Writing Boolean strings from scratch is tedious and error-prone, especially the Google X-ray syntax. This prompt generates LinkedIn Boolean, Google X-ray for LinkedIn, and Google X-ray for GitHub in one pass. It also surfaces alternative job titles and likely current employers, which is sourcing research you'd otherwise do manually.

copy and paste this prompt
You are a sourcing specialist.
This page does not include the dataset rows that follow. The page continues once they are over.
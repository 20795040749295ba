pub mod favorite;
pub mod ids;
pub mod snapshot;
pub mod song;
pub mod user;

pub use favorite::{Favorite, FavoriteOutcome};
pub use ids::{FavoriteId, SongId, UserId};
pub use snapshot::{SnapshotId, SongSnapshot};
pub use song::{LastFmData, MusicBrainzData, Rating, SimilarTrack, Song, YoutubeData};
pub use user::{IndirectPreferences, OnboardingStatus, PreferenceSource, User};
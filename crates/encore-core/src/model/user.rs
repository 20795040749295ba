use chrono::{DateTime, Utc};
use serde::{Deserialize, Serialize};
use std::collections::HashSet;
use std::fmt;
use std::str::FromStr;

use crate::model::ids::UserId;

/// How many detected genres may join the explicit ones in
/// [`User::effective_genres`].
pub const INDIRECT_GENRE_LIMIT: usize = 3;

/// Where an indirect preference signal was detected.
#[derive(Debug, Clone, Copy, PartialEq, Eq, Hash, Serialize, Deserialize)]
#[serde(rename_all = "snake_case")]
pub enum PreferenceSource {
    Facebook,
    Google,
    ListeningHistory,
    Collaborative,
}

impl PreferenceSource {
    #[must_use]
    pub const fn as_str(&self) -> &'static str {
        match self {
            Self::Facebook => "facebook",
            Self::Google => "google",
            Self::ListeningHistory => "listening_history",
            Self::Collaborative => "collaborative",
        }
    }
}

impl fmt::Display for PreferenceSource {
    fn fmt(&self, f: &mut fmt::Formatter<'_>) -> fmt::Result {
        f.write_str(self.as_str())
    }
}

impl FromStr for PreferenceSource {
    type Err = String;

    fn from_str(s: &str) -> Result<Self, Self::Err> {
        match s.to_lowercase().as_str() {
            "facebook" => Ok(Self::Facebook),
            "google" => Ok(Self::Google),
            "listening_history" => Ok(Self::ListeningHistory),
            "collaborative" => Ok(Self::Collaborative),
            other => Err(format!("unknown preference source: {other}")),
        }
    }
}

/// Genre and artist signals inferred from a connected profile.
#[derive(Debug, Clone, Default, PartialEq, Serialize, Deserialize)]
#[serde(default)]
pub struct IndirectPreferences {
    pub detected_genres: Vec<String>,
    pub detected_artists: Vec<String>,
    pub source: Option<PreferenceSource>,
    pub detected_at: Option<DateTime<Utc>>,

    /// Detection confidence, 0--100.
    pub confidence: u8,
}

impl IndirectPreferences {
    #[must_use]
    pub fn is_empty(&self) -> bool {
        self.detected_genres.is_empty() && self.detected_artists.is_empty()
    }
}

/// Onboarding progress as shown to the client.
#[derive(Debug, Clone, Copy, PartialEq, Eq, Serialize, Deserialize)]
#[serde(rename_all = "camelCase")]
pub struct OnboardingStatus {
    pub onboarding_completed: bool,
    pub has_preferences: bool,
}

/// A user and their explicit and inferred music preferences.
#[derive(Debug, Clone, PartialEq, Serialize, Deserialize)]
pub struct User {
    pub id: UserId,
    pub display_name: Option<String>,
    pub email: Option<String>,

    /// Genres the user picked during onboarding. Order is irrelevant.
    pub preferred_genres: Vec<String>,
    pub preferred_moods: Vec<String>,
    pub onboarding_completed: bool,
    pub indirect_preferences: IndirectPreferences,

    /// Explicit genres plus the first few detected ones.
    ///
    /// Derived: the store recomputes it on every save.
    pub effective_genres: Vec<String>,

    pub created_at: DateTime<Utc>,
}

impl User {
    #[must_use]
    pub fn new(display_name: Option<String>, email: Option<String>) -> Self {
        Self {
            id: UserId::new(),
            display_name,
            email,
            preferred_genres: Vec::new(),
            preferred_moods: Vec::new(),
            onboarding_completed: false,
            indirect_preferences: IndirectPreferences::default(),
            effective_genres: Vec::new(),
            created_at: Utc::now(),
        }
    }

    #[must_use]
    pub fn with_preferred_genres<I, S>(mut self, genres: I) -> Self
    where
        I: IntoIterator<Item = S>,
        S: Into<String>,
    {
        self.preferred_genres = genres.into_iter().map(Into::into).collect();
        self.refresh_effective_genres();
        self
    }

    #[must_use]
    pub fn with_indirect_preferences(mut self, indirect: IndirectPreferences) -> Self {
        self.indirect_preferences = indirect;
        self.refresh_effective_genres();
        self
    }

    /// Recompute [`Self::effective_genres`] from the current preferences.
    pub fn refresh_effective_genres(&mut self) {
        self.effective_genres = union_preserving_order(
            &self.preferred_genres,
            self.indirect_preferences
                .detected_genres
                .iter()
                .take(INDIRECT_GENRE_LIMIT),
        );
    }

    /// Every explicit and detected genre, without the detected-genre cap.
    #[must_use]
    pub fn all_preferred_genres(&self) -> Vec<String> {
        union_preserving_order(
            &self.preferred_genres,
            self.indirect_preferences.detected_genres.iter(),
        )
    }

    #[must_use]
    pub fn onboarding_status(&self) -> OnboardingStatus {
        OnboardingStatus {
            onboarding_completed: self.onboarding_completed,
            has_preferences: !self.preferred_genres.is_empty(),
        }
    }
}

fn union_preserving_order<'a>(
    first: &'a [String],
    rest: impl Iterator<Item = &'a String>,
) -> Vec<String> {
    let mut seen = HashSet::new();
    first
        .iter()
        .chain(rest)
        .filter(|g| seen.insert(g.as_str()))
        .cloned()
        .collect()
}

#[cfg(test)]
mod tests {
    use super::*;

    fn detected(genres: &[&str]) -> IndirectPreferences {
        IndirectPreferences {
            detected_genres: genres.iter().map(|g| (*g).to_string()).collect(),
            ..IndirectPreferences::default()
        }
    }

    #[test]
    fn test_effective_genres_caps_indirect_at_three() {
        let user = User::new(None, None)
            .with_preferred_genres(["Rock"])
            .with_indirect_preferences(detected(&["Jazz", "Pop", "Metal", "Folk"]));

        assert_eq!(user.effective_genres, ["Rock", "Jazz", "Pop", "Metal"]);
    }

    #[test]
    fn test_effective_genres_dedups() {
        let user = User::new(None, None)
            .with_preferred_genres(["Rock", "Pop"])
            .with_indirect_preferences(detected(&["Pop", "Jazz"]));

        assert_eq!(user.effective_genres, ["Rock", "Pop", "Jazz"]);
    }

    #[test]
    fn test_all_preferred_genres_is_uncapped() {
        let user = User::new(None, None)
            .with_indirect_preferences(detected(&["A", "B", "C", "D", "E"]));
        assert_eq!(user.all_preferred_genres().len(), 5);
        assert_eq!(user.effective_genres.len(), 3);
    }

    #[test]
    fn test_onboarding_status() {
        let mut user = User::new(Some("Ana".to_string()), None);
        assert_eq!(
            user.onboarding_status(),
            OnboardingStatus {
                onboarding_completed: false,
                has_preferences: false
            }
        );

        user = user.with_preferred_genres(["Rock"]);
        user.onboarding_completed = true;
        assert!(user.onboarding_status().has_preferences);
        assert!(user.onboarding_status().onboarding_completed);
    }

    #[test]
    fn test_preference_source_parse() {
        assert_eq!(
            "listening_history".parse::<PreferenceSource>().unwrap(),
            PreferenceSource::ListeningHistory
        );
        assert_eq!(
            "Google".parse::<PreferenceSource>().unwrap(),
            PreferenceSource::Google
        );
        assert!("myspace".parse::<PreferenceSource>().is_err());
    }

    #[test]
    fn test_indirect_is_empty() {
        assert!(IndirectPreferences::default().is_empty());
        assert!(!detected(&["Jazz"]).is_empty());
    }
}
I need Boolean search strings to find candidates for this role: Role: [JOB TITLE] Must-have skills: [LIST 3-5 SKILLS] Nice-to-have skills: [LIST 2-3] Industry preference: [INDUSTRY OR 'any'] Experience level: [JUNIOR / MID / SENIOR] Location: [CITY/REGION OR 'remote'] Generate: 1. A LinkedIn Boolean search string (using AND, OR, NOT operators) 2. A Google X-ray search string for LinkedIn profiles 3. A Google X-ray search string for GitHub profiles (if technical role) 4. 5 alternative job titles this person might use on their profile 5. 5 companies where this type of candidate likely works now Explain each string so I can modify it. Keep strings under 200 characters for LinkedIn's search limit.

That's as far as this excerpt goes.